If my fourth graders have learned nothing else this year, they've at least learned something about babies! They can tell you all about the umbilical cord and it's function, amniotic fluid, and when a fetus can start to hear sounds outside of the womb. Today, we had the uterus conversation and it went something like this...
Me: Now, I don't know when I'm going to be gone, but I'm meeting with the long term sub today, so after today, we'll be ready and it won't matter if I'm here or if she's here. The baby could come as late as Spring Break or as early as tomorrow, no one knows! I might even be here after spring break if she comes late!
A: (a curious and thoughtful little boy) Mrs. F....how will you know when it's time for you to go?
J: (a know-it-all little girl) Her water will break!
M: (another know-it-all little girl) She'll have contractions!
A: (with a terrified look) What's a contraction?

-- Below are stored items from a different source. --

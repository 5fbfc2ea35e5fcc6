//! # Prelude
//!
//! Common imports for driving the editor from code:
//!
//! ```rust
//! use sceneforge::prelude::*;
//!
//! let mut editor = Editor::new(HeadlessBackend::new());
//! let red = MaterialDescriptor::new(MaterialKind::Standard, Color::RED);
//! let id = editor
//!     .create_object(ShapeDescriptor::Box(BoxParams::default()), red, Transform::default())
//!     .unwrap();
//! editor.dispatch(EditorCommand::Select(Some(id))).unwrap();
//! assert_eq!(editor.selection(), Some(id));
//! ```

pub use crate::config::EditorSettings;
pub use crate::editor::{
    CommandOutcome, Editor, EditorCommand, HeadlessBackend, LightingField, ObjectId,
    ObjectUpdate, RenderBackend, UploadId,
};
pub use crate::error::{EditorError, EditorResult, EntityId};
pub use crate::gfx::camera::{CameraManager, OrbitCamera};
pub use crate::gfx::geometry::*;
pub use crate::gfx::gizmos::{GizmoAxis, GizmoMode};
pub use crate::gfx::picking::{Aabb, ObjectPicker, Ray};
pub use crate::gfx::resources::material::{Color, MaterialDescriptor, MaterialKind};
pub use crate::gfx::transform::{Transform, WorldPose};
pub use crate::io::{AssetSource, GltfDocument};

pub use cgmath::{Deg, Rad, Vector3};
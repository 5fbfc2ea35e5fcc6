//! Commands emitted by input handling and UI panels, applied through
//! [`Editor::dispatch`](super::Editor::dispatch).

use std::path::PathBuf;

use super::lighting::LightingField;
use super::registry::{ObjectId, ObjectUpdate};
use super::uploads::UploadId;
use crate::gfx::geometry::ShapeDescriptor;
use crate::gfx::gizmos::GizmoMode;
use crate::gfx::picking::Ray;
use crate::gfx::resources::material::{Color, MaterialDescriptor};
use crate::gfx::transform::Transform;
use crate::io::AssetSource;

#[derive(Debug, Clone)]
pub enum EditorCommand {
    CreateObject {
        shape: ShapeDescriptor,
        material: MaterialDescriptor,
        transform: Transform,
    },
    UpdateObject {
        id: ObjectId,
        update: ObjectUpdate,
    },
    RemoveObject(ObjectId),
    /// Attach the gizmo to `id`, or detach with `None`
    Select(Option<ObjectId>),
    /// Pointer click in the viewport
    Click(Ray),
    SetGizmoMode(GizmoMode),
    BeginGizmoDrag(Ray),
    DragGizmo(Ray),
    EndGizmoDrag,
    CopySelected,
    Paste,
    DeleteSelected,
    SetLighting(LightingField),
    ResetLighting,
    /// Start a background import
    Import(AssetSource),
    /// Center later imports on their bounds
    SetCenterImports(bool),
    SetUploadColor {
        id: UploadId,
        color: Color,
    },
    SetUploadScale {
        id: UploadId,
        scale: f32,
    },
    RemoveUpload(UploadId),
    ClearUploads,
    Export {
        dir: PathBuf,
    },
}

/// Result of a dispatched command
#[derive(Debug, Clone, PartialEq)]
pub enum CommandOutcome {
    /// State changed
    Applied,
    Created(ObjectId),
    Selected(Option<ObjectId>),
    ImportStarted,
    Exported(PathBuf),
    /// Nothing to do, or the target no longer exists
    Ignored,
}
//! # User Interface Module
//!
//! Dear ImGui control surface for the editor.
//!
//! - [`UiManager`] - imgui context, winit input glue and wgpu rendering
//! - [`panel`] - the editor panel: create, inspect, edit, light, import and export
//!
//! Panels only read the [`Editor`](crate::editor::Editor) and emit
//! [`EditorCommand`](crate::editor::EditorCommand)s. While imgui wants the pointer, viewport
//! picking and camera input are skipped.

pub mod manager;
pub mod panel;

pub use manager::UiManager;
pub use panel::{editor_panel, PanelState, Status};
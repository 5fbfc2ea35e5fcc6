//! Material descriptors
//!
//! A material is a shading model ([`MaterialKind`]) plus a base color. How each kind
//! shades is decided by the render backend; the editor core only stores and forwards it.

use serde::{Deserialize, Serialize};
use std::fmt;

/// Linear RGB color with components in `[0, 1]`
#[derive(Debug, Clone, Copy, PartialEq, Serialize, Deserialize)]
pub struct Color {
    pub r: f32,
    pub g: f32,
    pub b: f32,
}

impl Color {
    pub const WHITE: Color = Color::rgb(1.0, 1.0, 1.0);
    pub const BLACK: Color = Color::rgb(0.0, 0.0, 0.0);
    pub const RED: Color = Color::rgb(1.0, 0.0, 0.0);

    pub const fn rgb(r: f32, g: f32, b: f32) -> Self {
        Self { r, g, b }
    }

    /// From a packed `0xRRGGBB` value.
    pub fn from_hex(hex: u32) -> Self {
        let channel = |shift: u32| ((hex >> shift) & 0xff) as f32 / 255.0;
        Self::rgb(channel(16), channel(8), channel(0))
    }

    pub fn to_hex(self) -> u32 {
        let channel = |v: f32| (v.clamp(0.0, 1.0) * 255.0).round() as u32;
        (channel(self.r) << 16) | (channel(self.g) << 8) | channel(self.b)
    }

    /// Parse `#rrggbb` or `rrggbb`.
    pub fn parse_hex(text: &str) -> Option<Self> {
        let digits = text.trim().trim_start_matches('#');
        if digits.len() != 6 {
            return None;
        }
        u32::from_str_radix(digits, 16).ok().map(Self::from_hex)
    }

    pub fn to_array(self) -> [f32; 3] {
        [self.r, self.g, self.b]
    }

    pub fn from_array(rgb: [f32; 3]) -> Self {
        Self::rgb(rgb[0], rgb[1], rgb[2])
    }

    /// Each channel clamped into `[0, 1]`; non-finite channels become 0.
    pub fn clamped(self) -> Self {
        let clamp = |v: f32| if v.is_finite() { v.clamp(0.0, 1.0) } else { 0.0 };
        Self::rgb(clamp(self.r), clamp(self.g), clamp(self.b))
    }
}

impl Default for Color {
    fn default() -> Self {
        Color::WHITE
    }
}

impl fmt::Display for Color {
    fn fmt(&self, f: &mut fmt::Formatter<'_>) -> fmt::Result {
        write!(f, "#{:06x}", self.to_hex())
    }
}

/// Shading model selector
#[derive(Debug, Clone, Copy, PartialEq, Eq, Hash, Default, Serialize, Deserialize)]
#[serde(rename_all = "lowercase")]
pub enum MaterialKind {
    #[default]
    Basic,
    Lambert,
    Phong,
    Standard,
    Physical,
    Toon,
    Matcap,
}

impl MaterialKind {
    pub const ALL: [MaterialKind; 7] = [
        MaterialKind::Basic,
        MaterialKind::Lambert,
        MaterialKind::Phong,
        MaterialKind::Standard,
        MaterialKind::Physical,
        MaterialKind::Toon,
        MaterialKind::Matcap,
    ];

    pub fn label(self) -> &'static str {
        match self {
            MaterialKind::Basic => "basic",
            MaterialKind::Lambert => "lambert",
            MaterialKind::Phong => "phong",
            MaterialKind::Standard => "standard",
            MaterialKind::Physical => "physical",
            MaterialKind::Toon => "toon",
            MaterialKind::Matcap => "matcap",
        }
    }

    pub fn from_label(label: &str) -> Option<Self> {
        Self::ALL.into_iter().find(|kind| kind.label() == label)
    }
}

impl fmt::Display for MaterialKind {
    fn fmt(&self, f: &mut fmt::Formatter<'_>) -> fmt::Result {
        f.write_str(self.label())
    }
}

/// Shading model plus base color
#[derive(Debug, Clone, Copy, PartialEq, Serialize, Deserialize)]
pub struct MaterialDescriptor {
    pub kind: MaterialKind,
    pub color: Color,
}

impl MaterialDescriptor {
    pub fn new(kind: MaterialKind, color: Color) -> Self {
        Self { kind, color }
    }
}

impl Default for MaterialDescriptor {
    fn default() -> Self {
        Self::new(MaterialKind::Basic, Color::BLACK)
    }
}

#[cfg(test)]
mod tests {
    use super::*;

    #[test]
    fn test_hex_parsing() {
        assert_eq!(Color::parse_hex("#ff0000"), Some(Color::RED));
        assert_eq!(Color::parse_hex("FFFFFF"), Some(Color::WHITE));
        assert_eq!(Color::parse_hex("#fff"), None);
        assert_eq!(Color::parse_hex("#gg0000"), None);
        assert_eq!(Color::from_hex(0x336699).to_hex(), 0x336699);
        assert_eq!(Color::RED.to_string(), "#ff0000");
    }

    #[test]
    fn test_kind_labels_round_trip() {
        for kind in MaterialKind::ALL {
            assert_eq!(MaterialKind::from_label(kind.label()), Some(kind));
        }
        assert_eq!(MaterialKind::from_label("glass"), None);
    }

    #[test]
    fn test_clamped_drops_out_of_range_channels() {
        let color = Color::rgb(1.5, -0.25, f32::NAN).clamped();
        assert_eq!(color, Color::rgb(1.0, 0.0, 0.0));
    }
}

Me: Well, let's see. Okay. There's a big bag of muscles surrounding my baby called the uterus (most kids look confused, some of them scream "Eww! Gross!" Which I ignore because it's hilarious). When it's time for the baby to come, this big muscle will start to squeeze and push the baby out. It feels like a really big cramp, or like someone's squeezing your insides. When these really big cramps start happening one right after the other, then it's time for me to go to the hospital. (At this point, A's eyes are so large they're about to pop out of his head - I think he just realized HOW a baby comes out of a Mom and he's starting to put two and two together. Half of my kids are covering their faces and shaking their heads. I've officially given them too much information...again. I love being the science teacher!)
A: But, Mrs. F......aren't you SCARED???
I laughed and said, "No, I'm not scared. I'm going to be just fine, don't you worry." Then we moved on to something else.
When I got home tonight and thought about A and his absolute shock, I realized that he is exactly where I was about seven months ago. I felt like this whole idea of the uterus contracting and something the size of a baby coming out of me was completely preposterous and I was terrified of labor. But now, I'm really not scared! I'm not nervous, I'm not worried. I know that I don't know how this is going to happen and I'm really, really excited about that! I can't wait until it does actually happen so I can start experiencing what I've been anticipating for so long. It's not going to be a picnic, I know, but it's going to be NEW and it's going to be WONDERFUL and it's going to be OUR BABY! How could anyone be scared about that?